BEGIN Supplied material

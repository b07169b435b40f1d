//! Transcript export to a paginated PDF.

pub mod error;
pub mod fetch;
pub mod layout;

use std::sync::Arc;

use chrono::Utc;

use crate::config::ExportConfig;
use crate::reply::{StructuredReply, is_allowed_image_url};
use crate::storage::{Turn, TurnRole};

pub use error::{ExportError, ExportResult};
pub use fetch::{HttpImageFetcher, ImageFetcher};
pub use layout::{Entry, Frame, compose, wrap};

/// Heading of the exported document.
pub const DOCUMENT_TITLE: &str = "LỊCH SỬ CHAT";
/// Download name of the exported document.
pub const DOWNLOAD_NAME: &str = "Vietnam_Travel_Report.pdf";

const fn role_label(role: TurnRole) -> &'static str {
    match role {
        TurnRole::User => "Người dùng",
        TurnRole::Assistant => "Trợ lý",
    }
}

/// Renders persisted turns, with embedded images, into PDF bytes.
pub struct DocumentExporter {
    config: ExportConfig,
    allowed_hosts: Vec<String>,
    fetcher: Arc<dyn ImageFetcher>,
    font: Option<Arc<[u8]>>,
}

impl DocumentExporter {
    /// Create an exporter. The font file is read once here; when it is
    /// missing every export uses the built-in fallback font.
    #[must_use]
    pub fn new(
        config: ExportConfig,
        allowed_hosts: Vec<String>,
        fetcher: Arc<dyn ImageFetcher>,
    ) -> Self {
        let font = match std::fs::read(&config.font_path) {
            Ok(bytes) => Some(Arc::from(bytes)),
            Err(err) => {
                tracing::warn!(
                    path = %config.font_path.display(),
                    "Export font unavailable, diacritics will be degraded: {err}"
                );
                None
            }
        };
        Self {
            config,
            allowed_hosts,
            fetcher,
            font,
        }
    }

    /// Whether the full-coverage font was loaded.
    #[must_use]
    pub fn has_font(&self) -> bool {
        self.font.is_some()
    }

    /// Render `turns` in order. Always yields a document, even for an empty
    /// transcript or when every image is unreachable.
    ///
    /// # Errors
    /// Returns an error only if PDF serialization fails.
    pub async fn render(&self, turns: &[Turn]) -> ExportResult<Vec<u8>> {
        let mut entries = Vec::with_capacity(turns.len());
        for turn in turns {
            entries.push(self.entry(turn).await);
        }

        let frame = Frame {
            title: DOCUMENT_TITLE,
            subtitle: Utc::now().format("%d/%m/%Y %H:%M UTC").to_string(),
            footer: format!("{} | {}", self.config.builder_name, self.config.hotline),
        };
        let bytes = compose(&frame, &entries, self.font.as_deref())?;
        tracing::info!(turns = turns.len(), bytes = bytes.len(), "Rendered transcript PDF");
        Ok(bytes)
    }

    async fn entry(&self, turn: &Turn) -> Entry {
        let label = role_label(turn.role);
        let reply = match turn.role {
            TurnRole::User => None,
            TurnRole::Assistant => StructuredReply::from_stored(&turn.content),
        };
        let Some(reply) = reply else {
            return Entry {
                label,
                text: turn.content.clone(),
                ..Entry::default()
            };
        };

        let mut images = Vec::with_capacity(reply.images.len());
        for image in &reply.images {
            match self.load_image(&image.url).await {
                Ok(decoded) => images.push((decoded, image.caption.clone())),
                Err(err) => tracing::warn!(url = %image.url, "Skipping image in export: {err}"),
            }
        }

        Entry {
            label,
            text: reply.text,
            images,
            videos: reply.video_links,
        }
    }

    async fn load_image(&self, url: &str) -> ExportResult<image::DynamicImage> {
        if !is_allowed_image_url(url, &self.allowed_hosts) {
            return Err(ExportError::Disallowed(url.to_string()));
        }
        let bytes = self.fetcher.fetch(url).await?;
        Ok(image::load_from_memory(&bytes)?)
    }
}
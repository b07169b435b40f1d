//! Synchronous PDF composition.
//!
//! Everything here runs without awaiting: the document handle is not
//! `Send`, so all remote data is gathered before [`compose`] is called.

use image::{DynamicImage, GenericImageView};
use printpdf::{
    BuiltinFont, Color, Image, ImageTransform, IndirectFontRef, Mm, PdfDocument,
    PdfDocumentReference, PdfLayerReference, Rgb,
};

use crate::export::error::{ExportError, ExportResult};

const PAGE_WIDTH: f32 = 210.0;
const PAGE_HEIGHT: f32 = 297.0;
const MARGIN: f32 = 20.0;
const FOOTER_Y: f32 = 12.0;
const LAYER_NAME: &str = "Layer 1";

const TITLE_SIZE: f32 = 16.0;
const BODY_SIZE: f32 = 11.0;
const FOOTER_SIZE: f32 = 9.0;
const LINE_HEIGHT: f32 = 5.5;
const PARAGRAPH_GAP: f32 = 4.0;
/// Characters per body line at `BODY_SIZE` across the text column.
pub const WRAP_COLUMNS: usize = 85;

const IMAGE_DPI: f32 = 150.0;
const IMAGE_MAX_WIDTH: f32 = 120.0;
const IMAGE_MAX_HEIGHT: f32 = 80.0;

/// One labelled paragraph with its media.
#[derive(Debug, Default)]
pub struct Entry {
    /// Role label.
    pub label: &'static str,
    /// Paragraph text.
    pub text: String,
    /// Decoded images with captions.
    pub images: Vec<(DynamicImage, String)>,
    /// Video URLs written as link-coloured text.
    pub videos: Vec<String>,
}

/// Static text around the transcript.
#[derive(Debug)]
pub struct Frame<'a> {
    /// Heading on the first page.
    pub title: &'a str,
    /// Line under the heading.
    pub subtitle: String,
    /// Footer on every page.
    pub footer: String,
}

/// Greedy word wrap at `columns` characters; overlong words are split.
#[must_use]
pub fn wrap(text: &str, columns: usize) -> Vec<String> {
    let columns = columns.max(1);
    let mut lines = Vec::new();

    for paragraph in text.lines() {
        let mut line = String::new();
        let mut width = 0;

        for word in paragraph.split_whitespace() {
            let mut chars: Vec<char> = word.chars().collect();
            while chars.len() > columns {
                if width > 0 {
                    lines.push(std::mem::take(&mut line));
                    width = 0;
                }
                lines.push(chars.drain(..columns).collect());
            }
            let len = chars.len();
            if len == 0 {
                continue;
            }
            if width > 0 && width + 1 + len > columns {
                lines.push(std::mem::take(&mut line));
                width = 0;
            }
            if width > 0 {
                line.push(' ');
                width += 1;
            }
            line.extend(chars);
            width += len;
        }
        lines.push(line);
    }
    lines
}

/// Replace characters the built-in font cannot encode.
fn latin1(text: &str) -> String {
    text.chars()
        .map(|c| if u32::from(c) <= 0xFF { c } else { '?' })
        .collect()
}

fn pdf_error(err: &printpdf::Error) -> ExportError {
    ExportError::Pdf(format!("{err:?}"))
}

struct Writer<'a> {
    doc: &'a PdfDocumentReference,
    font: IndirectFontRef,
    latin1_only: bool,
    footer: String,
    layer: PdfLayerReference,
    y: f32,
}

impl Writer<'_> {
    fn encode(&self, text: &str) -> String {
        if self.latin1_only {
            latin1(text)
        } else {
            text.to_string()
        }
    }

    fn text(&self, text: &str, size: f32, x: f32, y: f32) {
        let encoded = self.encode(text);
        self.layer.use_text(encoded, size, Mm(x), Mm(y), &self.font);
    }

    fn draw_footer(&self) {
        self.layer
            .set_fill_color(Color::Rgb(Rgb::new(0.5, 0.5, 0.5, None)));
        self.text(&self.footer, FOOTER_SIZE, MARGIN, FOOTER_Y);
        self.layer
            .set_fill_color(Color::Rgb(Rgb::new(0.0, 0.0, 0.0, None)));
    }

    fn new_page(&mut self) {
        let (page, layer) = self
            .doc
            .add_page(Mm(PAGE_WIDTH), Mm(PAGE_HEIGHT), LAYER_NAME);
        self.layer = self.doc.get_page(page).get_layer(layer);
        self.y = PAGE_HEIGHT - MARGIN;
        self.draw_footer();
    }

    fn reserve(&mut self, height: f32) {
        if self.y - height < MARGIN {
            self.new_page();
        }
    }

    fn line(&mut self, text: &str, size: f32) {
        self.reserve(LINE_HEIGHT);
        self.y -= LINE_HEIGHT;
        self.text(text, size, MARGIN, self.y);
    }

    fn paragraph(&mut self, text: &str) {
        for line in wrap(text, WRAP_COLUMNS) {
            self.line(&line, BODY_SIZE);
        }
    }

    fn link(&mut self, url: &str) {
        self.layer
            .set_fill_color(Color::Rgb(Rgb::new(0.05, 0.3, 0.75, None)));
        self.line(url, BODY_SIZE);
        self.layer
            .set_fill_color(Color::Rgb(Rgb::new(0.0, 0.0, 0.0, None)));
    }

    fn image(&mut self, img: &DynamicImage, caption: &str) {
        let (px_width, px_height) = img.dimensions();
        let (px_w, px_h) = (px_width as f32, px_height as f32);
        if px_w < 1.0 || px_h < 1.0 {
            return;
        }
        let natural_w = px_w * 25.4 / IMAGE_DPI;
        let natural_h = px_h * 25.4 / IMAGE_DPI;
        let scale = (IMAGE_MAX_WIDTH / natural_w).min(IMAGE_MAX_HEIGHT / natural_h);
        let height = natural_h * scale;

        self.reserve(height + PARAGRAPH_GAP);
        self.y -= height;
        let rgb = DynamicImage::ImageRgb8(img.to_rgb8());
        Image::from_dynamic_image(&rgb).add_to_layer(
            self.layer.clone(),
            ImageTransform {
                translate_x: Some(Mm(MARGIN)),
                translate_y: Some(Mm(self.y)),
                scale_x: Some(scale),
                scale_y: Some(scale),
                dpi: Some(IMAGE_DPI),
                ..Default::default()
            },
        );
        if !caption.is_empty() {
            self.line(caption, FOOTER_SIZE);
        }
        self.y -= PARAGRAPH_GAP / 2.0;
    }
}

/// Lay out `entries` into PDF bytes.
///
/// With `font_bytes` absent or unusable the built-in Helvetica is used and
/// text is reduced to Latin-1.
///
/// # Errors
/// Returns an error only if the document itself cannot be serialized.
pub fn compose(
    frame: &Frame<'_>,
    entries: &[Entry],
    font_bytes: Option<&[u8]>,
) -> ExportResult<Vec<u8>> {
    let (doc, page, layer) =
        PdfDocument::new(frame.title, Mm(PAGE_WIDTH), Mm(PAGE_HEIGHT), LAYER_NAME);

    let embedded = font_bytes.and_then(|bytes| match doc.add_external_font(bytes) {
        Ok(font) => Some(font),
        Err(err) => {
            tracing::warn!("Embedding export font failed, using Helvetica: {err:?}");
            None
        }
    });
    let (font, latin1_only) = match embedded {
        Some(font) => (font, false),
        None => (
            doc.add_builtin_font(BuiltinFont::Helvetica)
                .map_err(|e| pdf_error(&e))?,
            true,
        ),
    };

    let mut writer = Writer {
        doc: &doc,
        font,
        latin1_only,
        footer: frame.footer.clone(),
        layer: doc.get_page(page).get_layer(layer),
        y: PAGE_HEIGHT - MARGIN,
    };
    writer.draw_footer();

    writer.line(frame.title, TITLE_SIZE);
    writer.y -= 2.0;
    writer.line(&frame.subtitle, FOOTER_SIZE);
    writer.y -= PARAGRAPH_GAP * 2.0;

    for entry in entries {
        writer.paragraph(&format!("{}: {}", entry.label, entry.text));
        for (img, caption) in &entry.images {
            writer.image(img, caption);
        }
        for url in &entry.videos {
            writer.link(url);
        }
        writer.y -= PARAGRAPH_GAP;
    }

    drop(writer);
    doc.save_to_bytes().map_err(|e| pdf_error(&e))
}
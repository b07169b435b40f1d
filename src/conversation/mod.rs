//! Rebuilds the bounded turn sequence sent to the provider.

use serde::{Deserialize, Serialize};

use crate::reply::StructuredReply;
use crate::storage::{SessionId, StoreResult, TranscriptStore, Turn, TurnRole};

/// One turn as replayed to the provider: role and plain text only.
#[derive(Clone, Debug, PartialEq, Eq, Serialize, Deserialize)]
pub struct ConversationTurn {
    /// Author of the turn.
    pub role: TurnRole,
    /// Plain text content.
    pub text: String,
}

impl ConversationTurn {
    /// A user turn.
    #[must_use]
    pub fn user(text: impl Into<String>) -> Self {
        Self {
            role: TurnRole::User,
            text: text.into(),
        }
    }

    /// An assistant turn.
    #[must_use]
    pub fn assistant(text: impl Into<String>) -> Self {
        Self {
            role: TurnRole::Assistant,
            text: text.into(),
        }
    }

    /// Replay form of a stored turn. Structured assistant replies contribute
    /// only their prose; anything undecodable is replayed verbatim.
    #[must_use]
    pub fn from_stored(turn: &Turn) -> Self {
        let text = match turn.role {
            TurnRole::User => turn.content.clone(),
            TurnRole::Assistant => StructuredReply::from_stored(&turn.content)
                .map(|reply| reply.text)
                .filter(|text| !text.trim().is_empty())
                .unwrap_or_else(|| turn.content.clone()),
        };
        Self {
            role: turn.role,
            text,
        }
    }
}

/// Builds provider input from the last `window` stored turns plus the new
/// user message.
#[derive(Clone, Copy, Debug)]
pub struct ConversationBuilder {
    window: usize,
}

impl ConversationBuilder {
    /// Create a builder replaying at most `window` stored turns.
    #[must_use]
    pub const fn new(window: usize) -> Self {
        Self { window }
    }

    /// Size of the replay window.
    #[must_use]
    pub const fn window(&self) -> usize {
        self.window
    }

    /// Read the session tail from the store and append `new_message`.
    ///
    /// # Errors
    /// Returns an error if the store cannot be read.
    pub async fn build(
        &self,
        store: &dyn TranscriptStore,
        session_id: &SessionId,
        new_message: &str,
    ) -> StoreResult<Vec<ConversationTurn>> {
        let recent = store.read_recent(session_id.clone(), self.window).await?;
        Ok(self.assemble(&recent, new_message))
    }

    /// Pure form of [`Self::build`] over an already loaded history.
    #[must_use]
    pub fn assemble(&self, history: &[Turn], new_message: &str) -> Vec<ConversationTurn> {
        let start = history.len().saturating_sub(self.window);
        let mut turns: Vec<ConversationTurn> = history[start..]
            .iter()
            .map(ConversationTurn::from_stored)
            .collect();
        turns.push(ConversationTurn::user(new_message));
        turns
    }
}
//! Persistence adapter for conversation turns.

pub mod errors;
pub mod transcript_store;
pub mod turn;

pub use errors::{StoreError, StoreResult};
pub use transcript_store::{SqliteTranscriptStore, StoreFuture, TranscriptStore};
pub use turn::{SessionId, Turn, TurnRole};
//! Application state shared across all request handlers.

use std::sync::Arc;

use crate::assistant::TravelAssistant;
use crate::config::AppConfig;
use crate::credentials::CredentialPool;
use crate::export::{DocumentExporter, HttpImageFetcher, ImageFetcher};
use crate::places::PlacesService;
use crate::provider::{GeminiClient, ProviderClient};
use crate::storage::{SqliteTranscriptStore, TranscriptStore};

/// Boxed error used while assembling state.
pub type StateError = Box<dyn std::error::Error + Send + Sync>;

/// Shared application state.
pub struct AppState {
    /// Active configuration.
    pub config: AppConfig,
    /// Transcript storage.
    pub store: Arc<dyn TranscriptStore>,
    /// Chat orchestrator.
    pub assistant: TravelAssistant,
    /// Transcript exporter.
    pub exporter: DocumentExporter,
    /// Map search and place details.
    pub places: PlacesService,
}

impl AppState {
    /// Create production state: `SQLite` store, environment credentials,
    /// HTTP provider and image clients.
    ///
    /// # Errors
    /// Returns an error if the store or any HTTP client cannot be created.
    pub async fn new(config: AppConfig) -> Result<Arc<Self>, StateError> {
        let store = SqliteTranscriptStore::new(&config.storage)
            .await
            .map_err(|e| format!("Failed to open transcript store: {e}"))?;
        let client = GeminiClient::new(&config.provider)
            .map_err(|e| format!("Failed to create provider client: {e}"))?;
        let fetcher = HttpImageFetcher::new(&config.export)
            .map_err(|e| format!("Failed to create image fetcher: {e}"))?;
        let pool = CredentialPool::load();
        if pool.is_empty() {
            tracing::warn!("No provider credentials found; chat will answer with a fixed notice");
        }

        Self::from_parts(
            config,
            Arc::new(store),
            Arc::new(client),
            pool,
            Arc::new(fetcher),
        )
    }

    /// Assemble state from explicit collaborators.
    ///
    /// # Errors
    /// Returns an error if the places client cannot be created.
    pub fn from_parts(
        config: AppConfig,
        store: Arc<dyn TranscriptStore>,
        client: Arc<dyn ProviderClient>,
        pool: CredentialPool,
        fetcher: Arc<dyn ImageFetcher>,
    ) -> Result<Arc<Self>, StateError> {
        let assistant = TravelAssistant::new(&config, Arc::clone(&store), client, pool);
        let exporter = DocumentExporter::new(
            config.export.clone(),
            config.reply.allowed_image_hosts.clone(),
            fetcher,
        );
        let places = PlacesService::new(config.places.clone())
            .map_err(|e| format!("Failed to create places client: {e}"))?;

        Ok(Arc::new(Self {
            config,
            store,
            assistant,
            exporter,
            places,
        }))
    }
}
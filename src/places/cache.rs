//! TTL cache for place lookups.

use std::sync::Arc;
use std::time::{Duration, Instant};

use dashmap::DashMap;

use crate::places::types::{PlaceDetail, PlaceSummary};

/// Cache entry with TTL.
#[derive(Clone)]
struct CacheEntry<T> {
    data: T,
    expires_at: Instant,
}

impl<T: Clone> CacheEntry<T> {
    fn new(data: T, ttl: Duration) -> Self {
        Self {
            data,
            expires_at: Instant::now() + ttl,
        }
    }

    fn is_expired(&self) -> bool {
        Instant::now() > self.expires_at
    }
}

/// Thread-safe cache for search results and place details.
pub struct PlacesCache {
    ttl: Duration,
    max_entries: usize,
    searches: Arc<DashMap<String, CacheEntry<Vec<PlaceSummary>>>>,
    details: Arc<DashMap<String, CacheEntry<PlaceDetail>>>,
}

impl PlacesCache {
    /// Create a cache; a zero TTL disables caching.
    #[must_use]
    pub fn new(ttl: Duration, max_entries: usize) -> Self {
        Self {
            ttl,
            max_entries,
            searches: Arc::new(DashMap::new()),
            details: Arc::new(DashMap::new()),
        }
    }

    fn enabled(&self) -> bool {
        !self.ttl.is_zero() && self.max_entries > 0
    }

    /// Cached search results for a normalized query.
    #[must_use]
    pub fn get_search(&self, query: &str) -> Option<Vec<PlaceSummary>> {
        if !self.enabled() {
            return None;
        }
        lookup(&self.searches, &search_key(query))
    }

    /// Cache search results.
    pub fn set_search(&self, query: &str, results: &[PlaceSummary]) {
        if !self.enabled() {
            return;
        }
        self.enforce_max_entries(&self.searches);
        self.searches.insert(
            search_key(query),
            CacheEntry::new(results.to_vec(), self.ttl),
        );
    }

    /// Cached detail for a place id.
    #[must_use]
    pub fn get_detail(&self, place_id: &str) -> Option<PlaceDetail> {
        if !self.enabled() {
            return None;
        }
        lookup(&self.details, place_id)
    }

    /// Cache a place detail.
    pub fn set_detail(&self, place_id: &str, detail: &PlaceDetail) {
        if !self.enabled() {
            return;
        }
        self.enforce_max_entries(&self.details);
        self.details
            .insert(place_id.to_string(), CacheEntry::new(detail.clone(), self.ttl));
    }

    /// Total live and expired entries.
    #[must_use]
    pub fn len(&self) -> usize {
        self.searches.len() + self.details.len()
    }

    /// True when nothing is cached.
    #[must_use]
    pub fn is_empty(&self) -> bool {
        self.len() == 0
    }

    fn enforce_max_entries<T: Clone>(&self, cache: &DashMap<String, CacheEntry<T>>) {
        let max_per_cache = (self.max_entries / 2).max(1);
        if cache.len() < max_per_cache {
            return;
        }
        cache.retain(|_, entry| !entry.is_expired());

        if cache.len() >= max_per_cache {
            let to_remove = cache.len() - max_per_cache + 1;
            let keys: Vec<String> = cache
                .iter()
                .take(to_remove)
                .map(|entry| entry.key().clone())
                .collect();
            for key in keys {
                cache.remove(&key);
            }
        }
    }
}

fn search_key(query: &str) -> String {
    query.trim().to_lowercase()
}

fn lookup<T: Clone>(cache: &DashMap<String, CacheEntry<T>>, key: &str) -> Option<T> {
    cache.get(key).and_then(|entry| {
        if entry.is_expired() {
            drop(entry);
            cache.remove(key);
            None
        } else {
            Some(entry.data.clone())
        }
    })
}

#[cfg(test)]
mod tests {
    use super::*;

    fn summary(name: &str) -> PlaceSummary {
        PlaceSummary {
            name: name.to_string(),
            place_id: None,
            lat: 10.77,
            lng: 106.69,
            address: None,
            rating: None,
            thumbnail: None,
        }
    }

    #[test]
    fn test_search_key_is_normalized() {
        let cache = PlacesCache::new(Duration::from_secs(60), 10);
        cache.set_search("  Bến Thành ", &[summary("Chợ Bến Thành")]);
        assert_eq!(cache.get_search("bến thành").unwrap().len(), 1);
    }

    #[test]
    fn test_expired_entries_are_dropped() {
        let cache = PlacesCache::new(Duration::from_nanos(1), 10);
        cache.set_search("q", &[summary("x")]);
        std::thread::sleep(Duration::from_millis(2));
        assert!(cache.get_search("q").is_none());
        assert!(cache.is_empty());
    }

    #[test]
    fn test_zero_ttl_disables_cache() {
        let cache = PlacesCache::new(Duration::ZERO, 10);
        cache.set_search("q", &[summary("x")]);
        assert!(cache.get_search("q").is_none());
    }

    #[test]
    fn test_max_entries_enforced() {
        let cache = PlacesCache::new(Duration::from_secs(60), 4);
        for i in 0..10 {
            cache.set_search(&format!("q{i}"), &[summary("x")]);
        }
        assert!(cache.len() <= 2);
    }
}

END Supplied material

• Assignment
Copy every line from the data that includes the string "credentials".

• Answer box
use crate::credentials::CredentialPool;
    /// Create production state: `SQLite` store, environment credentials,
            tracing::warn!("No provider credentials found; chat will answer with a fixed notice");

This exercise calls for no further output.